Florecimiento de las bellas artes y de las ciencias.-Exaltación de los sentimientos patrióticos.-Guerra con el Ancori.-Muerte repentina de Mujanda e interesante sacrificio humano en la gruta de Bau-Mau.

     Con ser tan considerable el progreso material de los mayas, no admitía comparación con el espiritual. Entregado el país, con su rey a la cabeza, a la alcoholización gradual y sistemática, sobrevino una especie de recalentamiento de aquellas vigorosas naturalezas; y, según mis previsiones, comenzó a echar chispas y a lanzar vivos destellos el espíritu nacional, hasta entonces esclavizado bajo el rudo imperio de las funciones animales; y como la vida social nocturna en cafés y tabernas facilitaba el cruce de las ideas, el despertar de las pasiones, el desgaste de los brutales sentimientos primitivos y el afinamiento de la palabra y de la gesticulación, las artes no tardaron en adquirir gran vuelo. De mí partían siempre las iniciativas, pero los mayas se apresuraban a recibirlas y a hacerlas fructificar.

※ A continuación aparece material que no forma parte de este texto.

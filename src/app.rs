//! The application's two stores, built once at startup and handed to callers
//! by reference.

use crate::catalog::CatalogOrderStore;
use crate::config::AppConfig;
use crate::db::Database;
use crate::employees::EmployeeStore;
use crate::error::{Result, StoreError};
use crate::storage::KeyValueStore;
use std::sync::Arc;

/// Holds whichever stores have been provided. Reaching for one that was not
/// provided is an error rather than a silently empty store.
#[derive(Default)]
pub struct AppState {
    catalog: Option<CatalogOrderStore>,
    employees: Option<EmployeeStore>,
}

impl AppState {
    /// Opens the SQLite database named by `config` and restores both stores from it.
    pub fn open(config: &AppConfig) -> Result<Self> {
        let db = Database::open(&config.database_path())?;
        db.initialize()?;
        tracing::info!(path = %config.database_path().display(), "Database ready");

        Self::with_storage(Arc::new(db), config)
    }

    pub fn with_storage(storage: Arc<dyn KeyValueStore>, config: &AppConfig) -> Result<Self> {
        let catalog = CatalogOrderStore::open(storage.clone(), &config.catalog_key)?;
        let employees = EmployeeStore::open(storage, &config.employee_key)?;

        Ok(Self {
            catalog: Some(catalog),
            employees: Some(employees),
        })
    }

    pub fn provide_catalog(&mut self, store: CatalogOrderStore) {
        self.catalog = Some(store);
    }

    pub fn provide_employees(&mut self, store: EmployeeStore) {
        self.employees = Some(store);
    }

    pub fn catalog(&self) -> Result<&CatalogOrderStore> {
        self.catalog
            .as_ref()
            .ok_or(StoreError::NotInitialized("CatalogOrderStore"))
    }

    pub fn catalog_mut(&mut self) -> Result<&mut CatalogOrderStore> {
        self.catalog
            .as_mut()
            .ok_or(StoreError::NotInitialized("CatalogOrderStore"))
    }

    pub fn employees(&self) -> Result<&EmployeeStore> {
        self.employees
            .as_ref()
            .ok_or(StoreError::NotInitialized("EmployeeStore"))
    }

    pub fn employees_mut(&mut self) -> Result<&mut EmployeeStore> {
        self.employees
            .as_mut()
            .ok_or(StoreError::NotInitialized("EmployeeStore"))
    }
}

#[cfg(test)]
mod tests {
    use super::*;
    use crate::storage::MemoryStorage;

    #[test]
    fn empty_state_rejects_access() {
        let mut state = AppState::default();

        assert!(matches!(
            state.catalog(),
            Err(StoreError::NotInitialized("CatalogOrderStore"))
        ));
        assert!(matches!(
            state.employees_mut(),
            Err(StoreError::NotInitialized("EmployeeStore"))
        ));
    }

    #[test]
    fn provided_store_becomes_reachable() {
        let mut state = AppState::default();
        state.provide_employees(EmployeeStore::in_memory().unwrap());

        assert_eq!(state.employees().unwrap().employees().len(), 4);
        assert!(state.catalog().is_err());
    }

    #[test]
    fn stores_share_storage_under_distinct_keys() {
        let storage = Arc::new(MemoryStorage::new());
        let config = AppConfig::default();

        let _state = AppState::with_storage(storage.clone(), &config).unwrap();

        let catalog = storage.get("restaurantData").unwrap().unwrap();
        let employees = storage.get("employeeData").unwrap().unwrap();
        assert!(catalog.contains("menuItems"));
        assert!(employees.contains("salaryPayments"));
        assert!(!catalog.contains("salaryPayments"));
    }
}
use crate::catalog::CatalogOrderStore;
use crate::models::MenuItem;
use serde::Serialize;

/// Categories offered when creating a menu item. Stored items may carry any label.
pub const MENU_CATEGORIES: [&str; 10] = [
    "Curry Khausay",
    "Pav Bhaji",
    "Idli Sambhar",
    "Sandwich",
    "Fries",
    "Chowmein",
    "Chaat",
    "Dosa",
    "Sweet Corn",
    "Pasta",
];

#[derive(Debug, Serialize, Clone, PartialEq)]
pub struct CategoryStats {
    pub category: String,
    pub total: usize,
    pub available: usize,
}

impl CategoryStats {
    pub fn unavailable(&self) -> usize {
        self.total - self.available
    }

    pub fn availability_percent(&self) -> f64 {
        if self.total == 0 {
            0.0
        } else {
            self.available as f64 / self.total as f64 * 100.0
        }
    }
}

impl CatalogOrderStore {
    /// Distinct categories in first-seen order.
    pub fn categories(&self) -> Vec<&str> {
        let mut categories: Vec<&str> = Vec::new();
        for item in self.menu_items() {
            if !categories.contains(&item.category.as_str()) {
                categories.push(&item.category);
            }
        }
        categories
    }

    pub fn menu_items_in_category(&self, category: &str) -> Vec<&MenuItem> {
        self.menu_items()
            .iter()
            .filter(|m| m.category == category)
            .collect()
    }

    pub fn category_stats(&self) -> Vec<CategoryStats> {
        let mut stats: Vec<CategoryStats> = Vec::new();

        for item in self.menu_items() {
            let index = match stats.iter().position(|s| s.category == item.category) {
                Some(index) => index,
                None => {
                    stats.push(CategoryStats {
                        category: item.category.clone(),
                        total: 0,
                        available: 0,
                    });
                    stats.len() - 1
                }
            };

            stats[index].total += 1;
            if item.available {
                stats[index].available += 1;
            }
        }

        stats
    }
}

     En el orden de evolución de las artes, correspondió la prioridad a la escultura, no sé si porque el hombre primitivo encuentra más facilidad para cultivar este arte, en el que la cantidad de materia empleada es mayor, o si a consecuencia de una feliz invención mía encaminada a despertar en los mayas el deseo de amar y glorificar a sus héroes, cual fue la erección, frente al antiguo palacio de los uagangas, convertido después en lavadero nacional, de una estatua del gran rey Usana. Para construirla coloqué sobre cuatro columnas de hierro una montera muy sólida, cubierta de pizarra a fin de que la lluvia no destruyese mi obra, que tenía que ser de barro, porque, dada mi insuficiencia, yo no podía trabajar en otras materias menos dóciles. Después cubrí por los cuatro costados aquel cobertizo, para que los mayas no viesen el monumento hasta que estuviese acabado, y la impresión fuese más profunda.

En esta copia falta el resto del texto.